Pour donner à la Chambre quelques renseignements sous ce rapport, je dois reculer de quelques années et faire remarquer qu'en 18441845 le conseil communal de la ville de Hasselt repoussait formellement la ligne directe de Hasselt à Liége que le comte de Theux semble vouloir faire encore prévaloir actuellement ; alors il y avait deux projets en présence, l'un destiné à rattacher Hasselt à Saint-Trond, l’autre proposé pour relier directement Hasselt par Tongres à Liège ; quoi que cette dernière direction donnait un avantage réel à Hasselt, puisqu'elle raccourcissait la distance ferrée entre cette ville et Liége de 5 à 6 lieues ; Hasselt repoussait cette voie plus directe et préférait de faire un détour très considérable, d'être reliée à Liège par Saint-Trond, un détour de plusieurs lieues par chemin de fer n'était alors d'aucune importance pour Hasselt ; l'administration de cette ville reconnaissait cependant dans un document officiel, que les 2/3 de ses affaires commerciales se dirigeaient de et vers Liège.
En 1853, lorsqu’il s'est agi de l'établissement d'une voie ferrée de Louvain, ou de Wespelaer vers Diest, Hasselt et Maestricht, un embranchement de Bilsen par Tongres à Liège, fut pareillement proposé, pour rattacher cette partie si importante de Limbourg au système général de nos chemins de fer ; en même temps, un autre projet de chemin de fer direct de Liège, par Tongres et Cortessem, fut postulé, par feu M. Benard. Ce projet direct fut encore repoussé par le conseil communal de la ville de Hasselt, et une commission chargée de faire un rapport sur ces deux voies ferrées, donna la préférence ainsi que ledit conseil, à l'embranchement de Bilsen, par Tongres à Liège. « Ce tracé, disait le rapport, est sans contredit celui qui satisfait le mieux aux intérêts de cette partie de la province et ferait cesser l'isolement dans lequel elle s'est trouvée depuis 1830. »
Nous étions alors tous d'accord dans le Limbourg pour appuyer cette direction vers Tongres et Liége ; aussi une grande députation, composée de membres des conseils communaux des villes de Hasselt, Louvain, Diest, Tongres, accompagnée de leurs représentants, se rendit alors auprès de plusieurs ministres pour appuyer cette combinaison qui paraissait offrir le plus grand intérêt pour plusieurs de nos provinces ; alors la députation de Hasselt repoussait de nouveau. comme je l'ai déjà dit, la ligne directe de Hasselt à Liège par Cortessem ; elle nous disait, ainsi que l'honorable comte de Theux, que la ville de Tongres devait obtenir l'embranchement de Bilsen comma étant le plus utile à cette partie de la province de Limbourg, et la ville de Hasselt comme chef-lieu de la province défendait réellement les intérêts d'une partie du Limbourg restés dans un isolement complet et qui avait été sacrifiée en 1835 à l'intérêt général.

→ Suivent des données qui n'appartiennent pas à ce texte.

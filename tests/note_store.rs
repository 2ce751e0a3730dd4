//! Note persistence through the JSON slot file.

use std::collections::HashSet;
use std::sync::atomic::{AtomicUsize, Ordering};
use std::sync::Arc;

use emotion_jar::domain::{Note, Transformation};
use emotion_jar::infrastructure::{RandomSource, SystemRandom};
use emotion_jar::storage::{JsonFileStorage, NoteStore, NOTES_SLOT};

fn note(text: &str) -> Note {
    Note::new(text, Transformation::new(format!("{text}，我在。"), "—— 某人"))
}

fn open(dir: &std::path::Path) -> NoteStore {
    let storage = JsonFileStorage::in_dir(dir).unwrap();
    NoteStore::load(Box::new(storage), Arc::new(SystemRandom::new()))
}

#[test]
fn notes_survive_a_restart_in_order() {
    let dir = tempfile::tempdir().unwrap();

    let first = note("周一");
    let second = note("周二");
    {
        let mut store = open(dir.path());
        assert!(store.is_empty());
        store.append(first.clone()).unwrap();
        store.append(second.clone()).unwrap();
    }

    let store = open(dir.path());
    assert_eq!(store.notes(), &[second, first]);
}

#[test]
fn slot_file_uses_camel_case_keys() {
    let dir = tempfile::tempdir().unwrap();
    let mut store = open(dir.path());
    store.append(note("累")).unwrap();

    let path = dir.path().join(format!("{NOTES_SLOT}.json"));
    let raw: serde_json::Value =
        serde_json::from_str(&std::fs::read_to_string(path).unwrap()).unwrap();
    let entry = &raw[0];
    for key in ["id", "originalText", "transformedText", "quote", "createdAt"] {
        assert!(entry.get(key).is_some(), "missing {key}");
    }
}

#[test]
fn saving_the_same_note_twice_keeps_one_copy() {
    let dir = tempfile::tempdir().unwrap();
    let mut store = open(dir.path());
    let n = note("重复");

    assert!(store.append(n.clone()).unwrap());
    assert!(!store.append(n).unwrap());
    assert_eq!(open(dir.path()).len(), 1);
}

fn corrupt_backups(dir: &std::path::Path) -> Vec<Vec<u8>> {
    let prefix = format!("{NOTES_SLOT}.json.corrupt.");
    std::fs::read_dir(dir)
        .unwrap()
        .filter_map(Result::ok)
        .filter(|e| e.file_name().to_string_lossy().starts_with(&prefix))
        .map(|e| std::fs::read(e.path()).unwrap())
        .collect()
}

#[test]
fn corrupt_file_starts_empty_and_is_kept_aside() {
    let dir = tempfile::tempdir().unwrap();
    let path = dir.path().join(format!("{NOTES_SLOT}.json"));
    std::fs::write(&path, "{ not json").unwrap();

    let mut store = open(dir.path());
    assert!(store.is_empty());
    assert_eq!(corrupt_backups(dir.path()), vec![b"{ not json".to_vec()]);

    store.append(note("新的开始")).unwrap();
    assert_eq!(open(dir.path()).len(), 1);
}

#[test]
fn undecodable_bytes_survive_the_next_save() {
    let dir = tempfile::tempdir().unwrap();
    let path = dir.path().join(format!("{NOTES_SLOT}.json"));
    let raw = b"[{\"id\":\"1\",\"originalText\":\"\xff\xfe\"}]".to_vec();
    std::fs::write(&path, &raw).unwrap();

    let mut store = open(dir.path());
    assert!(store.is_empty());
    store.append(note("之后写的")).unwrap();

    assert_eq!(corrupt_backups(dir.path()), vec![raw]);
    assert_eq!(open(dir.path()).len(), 1);
}

#[test]
fn unreadable_slot_is_never_overwritten() {
    let dir = tempfile::tempdir().unwrap();
    let path = dir.path().join(format!("{NOTES_SLOT}.json"));
    std::fs::create_dir(&path).unwrap();

    let mut store = open(dir.path());
    assert!(store.is_empty());
    assert!(store.append(note("写不进去")).is_err());
    assert!(store.is_empty());
    assert!(path.is_dir());
}

#[test]
fn null_slot_reads_as_empty() {
    let dir = tempfile::tempdir().unwrap();
    std::fs::write(dir.path().join(format!("{NOTES_SLOT}.json")), "null").unwrap();
    assert!(open(dir.path()).is_empty());
}

#[test]
fn remove_persists() {
    let dir = tempfile::tempdir().unwrap();
    let mut store = open(dir.path());
    let keep = note("留下");
    let drop = note("放下");
    store.append(keep.clone()).unwrap();
    store.append(drop.clone()).unwrap();

    assert_eq!(store.remove(&drop.id).unwrap(), Some(drop));
    assert_eq!(store.remove("missing").unwrap(), None);
    assert_eq!(open(dir.path()).notes(), &[keep]);
}

struct Cycle(AtomicUsize);

impl RandomSource for Cycle {
    fn index(&self, len: usize) -> usize {
        self.0.fetch_add(1, Ordering::Relaxed) % len
    }
}

#[test]
fn random_pick_is_always_a_stored_note() {
    let dir = tempfile::tempdir().unwrap();
    let storage = JsonFileStorage::in_dir(dir.path()).unwrap();
    let mut store = NoteStore::load(Box::new(storage), Arc::new(Cycle(AtomicUsize::new(0))));
    assert!(store.pick_random().is_none());

    for text in ["一", "二", "三"] {
        store.append(note(text)).unwrap();
    }

    let ids: HashSet<_> = store.notes().iter().map(|n| n.id.clone()).collect();
    let mut seen = HashSet::new();
    for _ in 0..6 {
        let picked = store.pick_random().unwrap();
        assert!(ids.contains(&picked.id));
        seen.insert(picked.id.clone());
    }
    assert_eq!(seen, ids);
}

#[test]
fn system_random_pick_stays_in_the_jar() {
    let dir = tempfile::tempdir().unwrap();
    let mut store = open(dir.path());
    for text in ["a", "b", "c", "d"] {
        store.append(note(text)).unwrap();
    }
    for _ in 0..50 {
        let picked = store.pick_random().unwrap();
        assert!(store.contains(&picked.id));
    }
}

Malheureusement cet accord ne dura pas longtemps ; dès que la Société de Mackensie eut traité avec la société du chemin de fer de Maestricht à Aix-la-Chapelle pour lui céder sa concession de Landen à Hasselt, et la ville de Hasselt changea immédiatement la bienveillance qu'elle nous avait montrée un moment pour les intérêts de la ville de Tongres ; il ne fallait plus admettre l'embranchement de Bilsen par Tongres à Liége, il lui fallait absolument la ligne directe à Liège par Cortessem.
Les motifs, non avoués, mais qui sont réels, et qui résultent de l'ensemble des faits sont que par le raccordement de Hasselt à Maestricht, plusieurs cantons de l'arrondissement judiciaire de Tongres allaient être reliés plus directement à Hasselt, et pourraient par la suite demander à faire partie de l'arrondissement judiciaire de Hasselt ; voilà tout le grand intérêt, qui est le mobile de cette ville, dans cette question de chemins de fer.
En 1830, le tribunal du chef-lieu de la province avait été établi à Tongres, parce que toute la population concentrée et riche de la province de Limbourg se trouvait plus rapprochée de la ville de Tongres, et même en 1839, lorsque l'arrondissement de Tongres a dû subir la perte d'une partie de son territoire, M. de Theux étant alors ministre a dû reconnaître lui-même que l'on ne pouvait priver la ville de Tongres da tribunal chef-lieu du Limbourg ; cette ville ayant à subir des pertes très notables, par la cessation des anciennes relations commerciales avec la partie cédée.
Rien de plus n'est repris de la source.